§ Your task:
In the reply, include exactly the lines of the entries below from the first to the line with "bcrypt work factor.", that line included.

§ Data for this task:

//! Authentication primitives: signed identity tokens and password
//! credential handling.

mod password;
mod token;

pub use password::{
    hash_password, hash_reset_token, issue_reset_token, verify_password, ResetToken, BCRYPT_COST,
    RESET_TOKEN_TTL,
};
pub use token::{TokenError, TokenService, TOKEN_TTL};
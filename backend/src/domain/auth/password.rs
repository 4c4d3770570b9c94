//! One-way password hashing and the reset-token lifecycle.
//!
//! Plaintext passwords exist only transiently in request handling; only the
//! bcrypt digest persists. Reset tokens are random bytes delivered
//! out-of-band; the store keeps their SHA-256 digest and a short expiry.

use chrono::{DateTime, Duration, Utc};
use rand::RngCore;
use sha2::{Digest, Sha256};

use crate::domain::Error;

/// Fixed bcrypt work factor.
pub const BCRYPT_COST: u32 = 10;

/// Validity window for a password-reset token.
pub const RESET_TOKEN_TTL: Duration = Duration::minutes(10);

const RESET_TOKEN_BYTES: usize = 20;

/// Hash a plaintext password for persistence.
///
/// # Errors
///
/// Returns [`Error::internal`] when the hashing backend fails.
pub fn hash_password(plaintext: &str) -> Result<String, Error> {
    bcrypt::hash(plaintext, BCRYPT_COST)
        .map_err(|err| Error::internal(format!("password hashing failed: {err}")))
}

/// Re-derive and compare a candidate against a stored digest.
///
/// A malformed stored digest compares unequal rather than erroring; the
/// caller only ever needs a yes/no.
#[must_use]
pub fn verify_password(candidate: &str, stored_hash: &str) -> bool {
    bcrypt::verify(candidate, stored_hash).unwrap_or(false)
}

/// A freshly issued reset token: the raw form goes to the user, the digest
/// and expiry go to the store.
#[derive(Debug, Clone)]
pub struct ResetToken {
    /// Hex-encoded random token delivered out-of-band.
    pub raw: String,
    /// SHA-256 hex digest persisted for lookup.
    pub hash: String,
    /// Instant after which the token is dead.
    pub expires_at: DateTime<Utc>,
}

/// Generate a reset token with a 10-minute expiry.
#[must_use]
pub fn issue_reset_token() -> ResetToken {
    let mut bytes = [0_u8; RESET_TOKEN_BYTES];
    rand::thread_rng().fill_bytes(&mut bytes);
    let raw = hex::encode(bytes);
    let hash = hash_reset_token(&raw);

    ResetToken {
        raw,
        hash,
        expires_at: Utc::now() + RESET_TOKEN_TTL,
    }
}

/// Digest a candidate reset token for store lookup.
#[must_use]
pub fn hash_reset_token(raw: &str) -> String {
    hex::encode(Sha256::digest(raw.as_bytes()))
}

#[cfg(test)]
mod tests {
    use super::*;

    #[test]
    fn password_round_trips_and_digest_differs_from_plaintext() {
        let hash = hash_password("secret1").unwrap();
        assert_ne!(hash, "secret1");
        assert!(verify_password("secret1", &hash));
        assert!(!verify_password("secret2", &hash));
    }

    #[test]
    fn malformed_stored_digest_compares_unequal() {
        assert!(!verify_password("secret1", "not-a-bcrypt-digest"));
    }

    #[test]
    fn reset_token_hash_matches_rederivation() {
        let token = issue_reset_token();
        assert_eq!(hash_reset_token(&token.raw), token.hash);
        assert_ne!(token.raw, token.hash);
        assert!(token.expires_at > Utc::now());
    }

    #[test]
    fn distinct_tokens_are_issued() {
        assert_ne!(issue_reset_token().raw, issue_reset_token().raw);
    }
}
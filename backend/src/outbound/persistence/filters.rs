//! Shared helpers for interpreting typed list queries against SQL columns.
//!
//! Each repository owns its column whitelist; these helpers cover the value
//! parsing and the rejection messages so they read the same everywhere.

use listing::ListQuery;

use crate::domain::ports::StoreError;

pub(super) fn parse_f64(field: &str, value: &str) -> Result<f64, StoreError> {
    value.parse().map_err(|_| {
        StoreError::invalid_query(format!("Invalid numeric value '{value}' for field '{field}'"))
    })
}

pub(super) fn parse_i32(field: &str, value: &str) -> Result<i32, StoreError> {
    value.parse().map_err(|_| {
        StoreError::invalid_query(format!("Invalid integer value '{value}' for field '{field}'"))
    })
}

pub(super) fn parse_bool(field: &str, value: &str) -> Result<bool, StoreError> {
    match value {
        "true" => Ok(true),
        "false" => Ok(false),
        _ => Err(StoreError::invalid_query(format!(
            "Invalid boolean value '{value}' for field '{field}'"
        ))),
    }
}

pub(super) fn unknown_field(field: &str) -> StoreError {
    StoreError::invalid_query(format!("Cannot filter on field '{field}'"))
}

pub(super) fn unsupported_operator(field: &str) -> StoreError {
    StoreError::invalid_query(format!("Operator not supported for field '{field}'"))
}

pub(super) fn unknown_sort_field(field: &str) -> StoreError {
    StoreError::invalid_query(format!("Cannot sort on field '{field}'"))
}

/// Zero-based offset and page size as SQL-friendly integers.
pub(super) fn page_bounds(query: &ListQuery) -> (i64, i64) {
    let offset = i64::try_from(query.skip()).unwrap_or(i64::MAX);
    let limit = i64::from(query.limit);
    (offset, limit)
}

§ Your solution:
//! Authentication primitives: signed identity tokens and password
//! credential handling.

mod password;
mod token;

pub use password::{
    hash_password, hash_reset_token, issue_reset_token, verify_password, ResetToken, BCRYPT_COST,
    RESET_TOKEN_TTL,
};
pub use token::{TokenError, TokenService, TOKEN_TTL};
filename backend/src/domain/auth/password.rs
repository 4c4d3770570b9c94
//! One-way password hashing and the reset-token lifecycle.
//!
//! Plaintext passwords exist only transiently in request handling; only the
//! bcrypt digest persists. Reset tokens are random bytes delivered
//! out-of-band; the store keeps their SHA-256 digest and a short expiry.

use chrono::{DateTime, Duration, Utc};
use rand::RngCore;
use sha2::{Digest, Sha256};

use crate::domain::Error;

/// Fixed bcrypt work factor.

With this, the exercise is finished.